* _Source material_:
********************

//! OpenAI-compatible provider against an in-process mock server.

use axum::extract::State;
use axum::http::{HeaderMap, StatusCode};
use axum::routing::post;
use axum::{Json, Router};
use serde_json::{json, Value};
use std::sync::atomic::{AtomicUsize, Ordering};
use std::sync::{Arc, Mutex};
use std::time::Duration;

use recall_index::config::EmbeddingConfig;
use recall_index::embedding::{
    create_provider, EmbeddingCategory, EmbeddingGenerator, EmbeddingProvider, OpenAIConfig,
    OpenAIProvider,
};
use recall_index::error::{Error, ProviderError, ValidationError};
use recall_index::retry::RetryPolicy;

/// Replies with `script[n]` to the n-th request, repeating the last entry.
struct Mock {
    script: Vec<(u16, Value)>,
    calls: AtomicUsize,
    requests: Mutex<Vec<Value>>,
    auth: Mutex<Option<String>>,
}

impl Mock {
    fn new(script: Vec<(u16, Value)>) -> Arc<Self> {
        Arc::new(Self {
            script,
            calls: AtomicUsize::new(0),
            requests: Mutex::new(Vec::new()),
            auth: Mutex::new(None),
        })
    }

    fn calls(&self) -> usize {
        self.calls.load(Ordering::SeqCst)
    }
}

async fn embeddings(
    State(mock): State<Arc<Mock>>,
    headers: HeaderMap,
    Json(body): Json<Value>,
) -> (StatusCode, Json<Value>) {
    let n = mock.calls.fetch_add(1, Ordering::SeqCst);
    mock.requests.lock().unwrap().push(body);
    *mock.auth.lock().unwrap() = headers
        .get("authorization")
        .and_then(|v| v.to_str().ok())
        .map(str::to_string);

    let (status, reply) = mock.script[n.min(mock.script.len() - 1)].clone();
    (StatusCode::from_u16(status).unwrap(), Json(reply))
}

async fn start(mock: Arc<Mock>) -> String {
    let app = Router::new()
        .route("/v1/embeddings", post(embeddings))
        .with_state(mock);
    let listener = tokio::net::TcpListener::bind("127.0.0.1:0").await.unwrap();
    let addr = listener.local_addr().unwrap();
    tokio::spawn(async move {
        axum::serve(listener, app).await.unwrap();
    });
    format!("http://{}/v1", addr)
}

fn ok(vector: &[f32], prompt_tokens: u32) -> (u16, Value) {
    (
        200,
        json!({
            "object": "list",
            "data": [{ "object": "embedding", "index": 0, "embedding": vector }],
            "model": "test-embed",
            "usage": { "prompt_tokens": prompt_tokens, "total_tokens": prompt_tokens }
        }),
    )
}

fn error(status: u16, message: &str) -> (u16, Value) {
    (status, json!({ "error": { "message": message } }))
}

fn fast_retry() -> RetryPolicy {
    RetryPolicy {
        max_retries: 2,
        initial_delay: Duration::from_millis(1),
        multiplier: 2.0,
        max_delay: Duration::from_millis(5),
    }
}

fn generator(base_url: String, dims: usize) -> EmbeddingGenerator {
    let provider = OpenAIProvider::new(OpenAIConfig {
        base_url,
        api_key: "test-key".into(),
        model: "test-embed".into(),
        dims,
        timeout: Duration::from_secs(5),
    })
    .unwrap();
    EmbeddingGenerator::new(Arc::new(provider), fast_retry())
}

#[tokio::test]
async fn test_success_is_parsed_and_normalized() {
    let mock = Mock::new(vec![ok(&[3.0, 4.0], 7)]);
    let url = start(mock.clone()).await;
    let generator = generator(url, 2);

    let embedding = generator
        .generate("hello world", EmbeddingCategory::Query)
        .await
        .unwrap();
    assert_eq!(embedding.dimension, 2);
    assert_eq!(embedding.model, "test-embed");
    assert_eq!(embedding.token_count, 7);
    assert!((embedding.vector[0] - 0.6).abs() < 1e-6);
    assert!((embedding.vector[1] - 0.8).abs() < 1e-6);

    let requests = mock.requests.lock().unwrap();
    assert_eq!(requests[0]["model"], "test-embed");
    assert_eq!(requests[0]["input"], "hello world");
    assert_eq!(requests[0]["dimensions"], 2);
    assert_eq!(
        mock.auth.lock().unwrap().as_deref(),
        Some("Bearer test-key")
    );
}

#[tokio::test]
async fn test_rate_limit_is_retried() {
    let mock = Mock::new(vec![error(429, "slow down"), ok(&[1.0, 0.0], 1)]);
    let url = start(mock.clone()).await;
    let generator = generator(url, 2);

    let embedding = generator
        .generate("retry me", EmbeddingCategory::Chunk)
        .await
        .unwrap();
    assert_eq!(embedding.vector, vec![1.0, 0.0]);
    assert_eq!(mock.calls(), 2);
}

#[tokio::test]
async fn test_bad_request_is_not_retried() {
    let mock = Mock::new(vec![error(400, "bad input")]);
    let url = start(mock.clone()).await;
    let generator = generator(url, 2);

    let err = generator
        .generate("nope", EmbeddingCategory::Chunk)
        .await
        .unwrap_err();
    assert!(
        matches!(
            err,
            Error::Provider(ProviderError::Rejected { status: 400, .. })
        ),
        "unexpected error: {}",
        err
    );
    assert_eq!(mock.calls(), 1);
}

#[tokio::test]
async fn test_server_errors_exhaust_retries() {
    let mock = Mock::new(vec![error(503, "unavailable")]);
    let url = start(mock.clone()).await;
    let generator = generator(url, 2);

    let err = generator
        .generate("down", EmbeddingCategory::Summary)
        .await
        .unwrap_err();
    assert!(matches!(
        err,
        Error::Provider(ProviderError::Transient {
            status: Some(503),
            ..
        })
    ));
    assert_eq!(mock.calls(), 3);
}

#[tokio::test]
async fn test_wrong_dimension_is_validation_error() {
    let mock = Mock::new(vec![ok(&[1.0, 2.0, 3.0], 1)]);
    let url = start(mock.clone()).await;
    let generator = generator(url, 2);

    let err = generator
        .generate("three dims", EmbeddingCategory::Chunk)
        .await
        .unwrap_err();
    assert!(matches!(
        err,
        Error::Validation(ValidationError::DimensionMismatch {
            expected: 2,
            got: 3
        })
    ));
    assert_eq!(mock.calls(), 1);
}

#[tokio::test]
async fn test_malformed_body_is_not_retried() {
    let mock = Mock::new(vec![(200, json!({ "unexpected": true }))]);
    let url = start(mock.clone()).await;
    let generator = generator(url, 2);

    let err = generator
        .generate("garbage", EmbeddingCategory::Chunk)
        .await
        .unwrap_err();
    assert!(matches!(
        err,
        Error::Provider(ProviderError::InvalidResponse(_))
    ));
    assert_eq!(mock.calls(), 1);
}

#[tokio::test]
async fn test_blank_text_never_reaches_provider() {
    let mock = Mock::new(vec![ok(&[1.0, 0.0], 1)]);
    let url = start(mock.clone()).await;
    let generator = generator(url, 2);

    let err = generator
        .generate("  \n ", EmbeddingCategory::Chunk)
        .await
        .unwrap_err();
    assert!(matches!(err, Error::Validation(ValidationError::EmptyText)));
    assert_eq!(mock.calls(), 0);
}

#[tokio::test]
async fn test_batch_isolates_failures() {
    // Second request is rejected, the others succeed.
    let mock = Mock::new(vec![
        ok(&[1.0, 0.0], 2),
        error(400, "bad input"),
        ok(&[0.0, 1.0], 3),
    ]);
    let url = start(mock.clone()).await;
    let generator = generator(url, 2);

    let result = generator
        .generate_batch(&["a", "b", "c"], EmbeddingCategory::Chunk, true)
        .await;
    let ok_indices: Vec<usize> = result.successful.iter().map(|(i, _)| *i).collect();
    assert_eq!(ok_indices, vec![0, 2]);
    assert_eq!(result.failed.len(), 1);
    assert_eq!(result.failed[0].0, 1);
    assert_eq!(result.total_tokens, 5);
}

#[tokio::test]
async fn test_create_provider_reads_key_from_named_env_var() {
    let mock = Mock::new(vec![ok(&[0.0, 2.0], 1)]);
    let url = start(mock.clone()).await;

    std::env::set_var("RECALL_TEST_PROVIDER_KEY", "env-key");
    let config = EmbeddingConfig {
        base_url: url,
        model: "test-embed".into(),
        dims: 2,
        api_key_env: "RECALL_TEST_PROVIDER_KEY".into(),
        ..EmbeddingConfig::default()
    };
    let provider = create_provider(&config).unwrap();
    let raw = provider.embed("key check").await.unwrap();
    assert_eq!(raw.vector, vec![0.0, 2.0]);
    assert_eq!(
        mock.auth.lock().unwrap().as_deref(),
        Some("Bearer env-key")
    );

    let missing = EmbeddingConfig {
        api_key_env: "RECALL_TEST_KEY_THAT_IS_NOT_SET".into(),
        ..EmbeddingConfig::default()
    };
    let err = create_provider(&missing).err().unwrap();
    assert!(err.to_string().contains("RECALL_TEST_KEY_THAT_IS_NOT_SET"));
}
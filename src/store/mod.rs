//! Storage abstraction for the retrieval core.
//!
//! The [`Store`] trait lists every persistence primitive that ingest and
//! backfill need, so the same pipeline runs against SQLite in the binary
//! and against memory in tests.
//!
//! Implementations must be `Send + Sync` to work with async runtimes.
//! Failures are plain `anyhow::Error`s; callers wrap them as
//! [`Error::Persistence`](crate::error::Error::Persistence) and never retry.

pub mod memory;
pub mod sqlite;

pub use memory::InMemoryStore;
pub use sqlite::SqliteStore;

use anyhow::Result;
use async_trait::async_trait;

use crate::models::{Chunk, Source};

/// Selects chunks for [`Store::list_chunks`].
///
/// Results are ordered by chunk id. Pass the last id of one page as
/// `after_id` to fetch the next.
#[derive(Debug, Clone, Default)]
pub struct ChunkFilter {
    pub owner_id: Option<String>,
    /// Only chunks whose embedding is absent.
    pub pending_only: bool,
    pub after_id: Option<String>,
    pub limit: usize,
}

/// Selects sources for the backfill scans. Ordered by source id.
#[derive(Debug, Clone, Default)]
pub struct SourceFilter {
    pub owner_id: Option<String>,
    pub after_id: Option<String>,
    pub limit: usize,
}

/// Abstract storage backend.
///
/// # Operations
///
/// | Method | Purpose |
/// |--------|---------|
/// | [`upsert_source`](Store::upsert_source) | Insert or update a source |
/// | [`delete_source`](Store::delete_source) | Delete a source and its chunks |
/// | [`insert_chunk`](Store::insert_chunk) | Insert one chunk |
/// | [`delete_chunks_by_source`](Store::delete_chunks_by_source) | Bulk delete a source's chunks |
/// | [`replace_chunks`](Store::replace_chunks) | Swap a source's chunks for a new set |
/// | [`chunks_by_source`](Store::chunks_by_source) | A source's chunks ordered by index |
/// | [`update_chunk_embedding`](Store::update_chunk_embedding) | Overwrite a chunk's embedding |
/// | [`count_chunks`](Store::count_chunks) | Count embedded or pending chunks |
#[async_trait]
pub trait Store: Send + Sync {
    async fn upsert_source(&self, source: &Source) -> Result<()>;

    async fn get_source(&self, id: &str) -> Result<Option<Source>>;

    /// Returns `false` when no such source existed.
    async fn delete_source(&self, id: &str) -> Result<bool>;

    /// Fails if the source already has a chunk at `chunk.chunk_index`.
    async fn insert_chunk(&self, chunk: &Chunk) -> Result<()>;

    /// Returns the number of chunks removed.
    async fn delete_chunks_by_source(&self, source_id: &str) -> Result<u64>;

    /// Delete every chunk of `source_id`, then insert `chunks`. Returns the
    /// number of chunks removed.
    ///
    /// A source is never left with a partial set: if an insert fails, the
    /// source ends up with no chunks so it is picked up again by the chunk
    /// backfill. Backends with transactions override this to keep the old
    /// set instead.
    async fn replace_chunks(&self, source_id: &str, chunks: &[Chunk]) -> Result<u64> {
        let deleted = self.delete_chunks_by_source(source_id).await?;
        for chunk in chunks {
            if let Err(err) = self.insert_chunk(chunk).await {
                if let Err(cleanup) = self.delete_chunks_by_source(source_id).await {
                    tracing::warn!(source_id, error = %cleanup, "failed to clear partial chunks");
                }
                return Err(err);
            }
        }
        Ok(deleted)
    }

    async fn chunks_by_source(&self, source_id: &str) -> Result<Vec<Chunk>>;

    async fn list_chunks(&self, filter: &ChunkFilter) -> Result<Vec<Chunk>>;

    /// Fails if the chunk does not exist.
    async fn update_chunk_embedding(&self, chunk_id: &str, vector: &[f32]) -> Result<()>;

    async fn count_chunks(&self, owner_id: Option<&str>, embedded: bool) -> Result<u64>;

    /// Sources that currently have no chunks at all.
    async fn sources_without_chunks(&self, filter: &SourceFilter) -> Result<Vec<Source>>;

    /// Sources with a summary but no summary embedding.
    async fn sources_with_pending_summary(&self, filter: &SourceFilter) -> Result<Vec<Source>>;

    async fn update_summary_embedding(&self, source_id: &str, vector: &[f32]) -> Result<()>;

    /// Counts sources that have a summary, split by whether it is embedded.
    async fn count_summaries(&self, owner_id: Option<&str>, embedded: bool) -> Result<u64>;
}
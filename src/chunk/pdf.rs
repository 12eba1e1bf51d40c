//! Page-aware segmentation for text extracted from PDFs.
//!
//! Extractors mark page breaks in a few common ways; all of these are
//! recognized (case-insensitive):
//!
//! - `[Page N]` anywhere in a line
//! - a line `--- Page N ---`
//! - a line `Page N` or `Page N of M`
//!
//! Each page is segmented independently with [`ParagraphSegmenter`], so no
//! chunk spans two pages. `respect_boundaries = false` does not switch pages
//! to word windows. Text before the first marker is segmented with
//! `page_number = None`.

use once_cell::sync::Lazy;
use regex::Regex;

use super::{char_offset, ParagraphSegmenter, Segmenter, SegmenterConfig};
use crate::error::ValidationError;
use crate::models::TextChunk;

static PAGE_MARKER: Lazy<Regex> = Lazy::new(|| {
    Regex::new(
        r"(?mi)\[page[ \t]+(\d+)\]|^[ \t]*-{2,}[ \t]*page[ \t]+(\d+)[ \t]*-{2,}[ \t]*$|^[ \t]*page[ \t]+(\d+)(?:[ \t]+of[ \t]+\d+)?[ \t]*$",
    )
    .expect("valid regex")
});

pub struct PageSegmenter;

#[derive(Debug, PartialEq)]
struct Page {
    number: Option<u32>,
    start: usize,
    end: usize,
}

impl Segmenter for PageSegmenter {
    fn segment(
        &self,
        text: &str,
        config: &SegmenterConfig,
    ) -> Result<Vec<TextChunk>, ValidationError> {
        config.validate()?;
        let base = ParagraphSegmenter;

        let pages = split_pages(text);
        if pages.is_empty() {
            return base.segment(text, config);
        }

        let mut out = Vec::new();
        for page in pages {
            let offset = char_offset(text, page.start);
            for mut chunk in base.segment(&text[page.start..page.end], config)? {
                chunk.index = out.len();
                chunk.metadata.start_offset += offset;
                chunk.metadata.end_offset += offset;
                chunk.metadata.page_number = page.number;
                out.push(chunk);
            }
        }
        Ok(out)
    }
}

/// Byte spans of each page body, markers excluded. Empty when no marker is found.
fn split_pages(text: &str) -> Vec<Page> {
    let mut pages = Vec::new();
    let mut number = None;
    let mut cursor = 0;

    for caps in PAGE_MARKER.captures_iter(text) {
        let Some(m) = caps.get(0) else { continue };
        if m.start() > cursor || number.is_some() {
            pages.push(Page {
                number,
                start: cursor,
                end: m.start(),
            });
        }
        number = caps
            .get(1)
            .or_else(|| caps.get(2))
            .or_else(|| caps.get(3))
            .and_then(|n| n.as_str().parse::<u32>().ok());
        cursor = m.end();
    }

    if cursor == 0 && pages.is_empty() {
        return pages;
    }
    pages.push(Page {
        number,
        start: cursor,
        end: text.len(),
    });
    pages
}
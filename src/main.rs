//! # Recall Index CLI (`recall`)
//!
//! The `recall` binary drives the retrieval core: schema setup, indexing a
//! source, previewing segmentation, embedding backfills and coverage stats.
//!
//! ## Usage
//!
//! ```bash
//! recall --config ./config/recall.toml <command>
//! ```
//!
//! ## Commands
//!
//! | Command | Description |
//! |---------|-------------|
//! | `recall init` | Create the SQLite database and run schema migrations |
//! | `recall ingest <file>` | Store a file as a source, segment it and embed its chunks |
//! | `recall chunk <file>` | Print how a file would be segmented (no database) |
//! | `recall embed pending` | Embed chunks whose embedding is missing |
//! | `recall embed chunks` | Segment sources that have no chunks yet |
//! | `recall embed summaries` | Embed source summaries whose embedding is missing |
//! | `recall embed regenerate <id>` | Re-segment and re-embed one source |
//! | `recall stats` | Show embedding coverage |
//! | `recall score` | Combine a semantic and a keyword score |
//!
//! ## Examples
//!
//! ```bash
//! # Initialize the database
//! recall init
//!
//! # Index a PDF extracted to text, with page markers
//! recall ingest paper.txt --content-type pdf --owner alice
//!
//! # See what a backfill would pick up without touching anything
//! recall embed pending --dry-run
//!
//! # Backfill at most 200 chunks for one owner
//! recall embed pending --owner alice --limit 200
//! ```
//!
//! Logs go to stderr; set `RUST_LOG=debug` for per-request detail.

use clap::{Parser, Subcommand};
use std::path::PathBuf;
use tracing_subscriber::EnvFilter;

use recall_index::backfill::BackfillOptions;
use recall_index::embed_cmd::{self, EmbedTarget};
use recall_index::ingest::{self, IngestRequest};
use recall_index::{config, migrate, search, stats};

/// Recall Index CLI: semantic retrieval core for a personal knowledge base.
///
/// All commands accept a `--config` flag pointing to a TOML configuration
/// file. Only `[db]` is required; every other section has defaults.
#[derive(Parser)]
#[command(
    name = "recall",
    about = "Recall Index: segmentation, embeddings and hybrid scoring for a personal knowledge base",
    version
)]
struct Cli {
    /// Path to configuration file (TOML).
    ///
    /// Defaults to `./config/recall.toml`.
    #[arg(long, global = true, default_value = "./config/recall.toml")]
    config: PathBuf,

    #[command(subcommand)]
    command: Commands,
}

/// Top-level CLI commands.
#[derive(Subcommand)]
enum Commands {
    /// Initialize the database schema.
    ///
    /// Creates the SQLite database file and the `sources` and `chunks`
    /// tables. Idempotent.
    Init,

    /// Store a text file as a source and index it.
    ///
    /// Existing chunks of the same source id are deleted and recreated.
    /// Chunks are embedded inline when a provider is configured; failures
    /// are left for `recall embed pending`.
    Ingest {
        /// Path to the already-extracted text.
        file: PathBuf,

        /// One of `pdf`, `url`, `text`, `note`, `image`.
        #[arg(long, default_value = "text")]
        content_type: String,

        /// Owner of the source.
        #[arg(long)]
        owner: String,

        /// Source id to replace. A new UUID is generated when omitted.
        #[arg(long)]
        id: Option<String>,

        /// Summary text to store alongside the source.
        #[arg(long)]
        summary: Option<String>,

        /// Store chunks without embedding them.
        #[arg(long)]
        no_embed: bool,
    },

    /// Segment a file and print the chunks without storing anything.
    Chunk {
        /// Path to the text to segment.
        file: PathBuf,

        /// One of `pdf`, `url`, `text`, `note`, `image`.
        #[arg(long, default_value = "text")]
        content_type: String,

        /// Print chunks as JSON.
        #[arg(long)]
        json: bool,
    },

    /// Backfill chunks and embeddings.
    ///
    /// Requires an embedding provider unless `--dry-run` is given.
    Embed {
        #[command(subcommand)]
        action: EmbedAction,
    },

    /// Show embedding coverage for chunks and summaries.
    Stats {
        /// Restrict to one owner.
        #[arg(long)]
        owner: Option<String>,
    },

    /// Compute a hybrid score from a semantic and a keyword score.
    ///
    /// Weights default to `[retrieval]` in config.
    Score {
        #[arg(long)]
        semantic: Option<f64>,

        #[arg(long)]
        keyword: Option<f64>,

        #[arg(long)]
        semantic_weight: Option<f64>,

        #[arg(long)]
        keyword_weight: Option<f64>,
    },
}

/// Shared flags of the backfill subcommands.
#[derive(clap::Args)]
struct BackfillArgs {
    /// Restrict to one owner.
    #[arg(long)]
    owner: Option<String>,

    /// Override the batch size from config.
    #[arg(long)]
    batch_size: Option<usize>,

    /// Maximum number of items to process in this run.
    #[arg(long)]
    limit: Option<usize>,

    /// Count candidates without writing anything.
    #[arg(long)]
    dry_run: bool,

    /// Include items that already have an embedding.
    #[arg(long)]
    all: bool,
}

impl BackfillArgs {
    fn options(self) -> BackfillOptions {
        BackfillOptions {
            dry_run: self.dry_run,
            owner_id: self.owner,
            batch_size: self.batch_size,
            skip_existing: !self.all,
            limit: self.limit,
        }
    }
}

/// Embedding management subcommands.
#[derive(Subcommand)]
enum EmbedAction {
    /// Embed chunks whose embedding is missing.
    Pending(BackfillArgs),

    /// Segment (and embed) sources that have no chunks.
    Chunks(BackfillArgs),

    /// Embed source summaries whose embedding is missing.
    Summaries(BackfillArgs),

    /// Delete and recreate all chunks of one source, then embed them.
    Regenerate {
        /// Source id.
        source_id: String,
    },
}

fn init_tracing() {
    let filter = EnvFilter::try_from_default_env().unwrap_or_else(|_| EnvFilter::new("info"));
    let _ = tracing_subscriber::fmt()
        .with_env_filter(filter)
        .with_writer(std::io::stderr)
        .try_init();
}

#[tokio::main]
async fn main() -> anyhow::Result<()> {
    init_tracing();
    let cli = Cli::parse();
    let cfg = config::load_config(&cli.config)?;

    match cli.command {
        Commands::Init => {
            migrate::run_migrations(&cfg).await?;
            println!("Database initialized successfully.");
        }
        Commands::Ingest {
            file,
            content_type,
            owner,
            id,
            summary,
            no_embed,
        } => {
            let req = IngestRequest {
                path: &file,
                content_type: &content_type,
                owner_id: &owner,
                source_id: id.as_deref(),
                summary: summary.as_deref(),
                no_embed,
            };
            ingest::run_ingest(&cfg, &req).await?;
        }
        Commands::Chunk {
            file,
            content_type,
            json,
        } => {
            ingest::run_chunk_preview(&cfg.segmenter, &file, &content_type, json)?;
        }
        Commands::Embed { action } => match action {
            EmbedAction::Pending(args) => {
                embed_cmd::run_embed(&cfg, EmbedTarget::Pending, &args.options()).await?;
            }
            EmbedAction::Chunks(args) => {
                embed_cmd::run_embed(&cfg, EmbedTarget::Chunks, &args.options()).await?;
            }
            EmbedAction::Summaries(args) => {
                embed_cmd::run_embed(&cfg, EmbedTarget::Summaries, &args.options()).await?;
            }
            EmbedAction::Regenerate { source_id } => {
                embed_cmd::run_regenerate(&cfg, &source_id).await?;
            }
        },
        Commands::Stats { owner } => {
            stats::run_stats(&cfg, owner.as_deref()).await?;
        }
        Commands::Score {
            semantic,
            keyword,
            semantic_weight,
            keyword_weight,
        } => {
            search::run_score(&cfg, semantic, keyword, semantic_weight, keyword_weight)?;
        }
    }

    Ok(())
}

********************

* _Directions for this task_: Lines of the listing above that hold the string "TextChunk" should each be copied.

* _Solution to the problem_:
use crate::models::TextChunk;
    ) -> Result<Vec<TextChunk>, ValidationError> {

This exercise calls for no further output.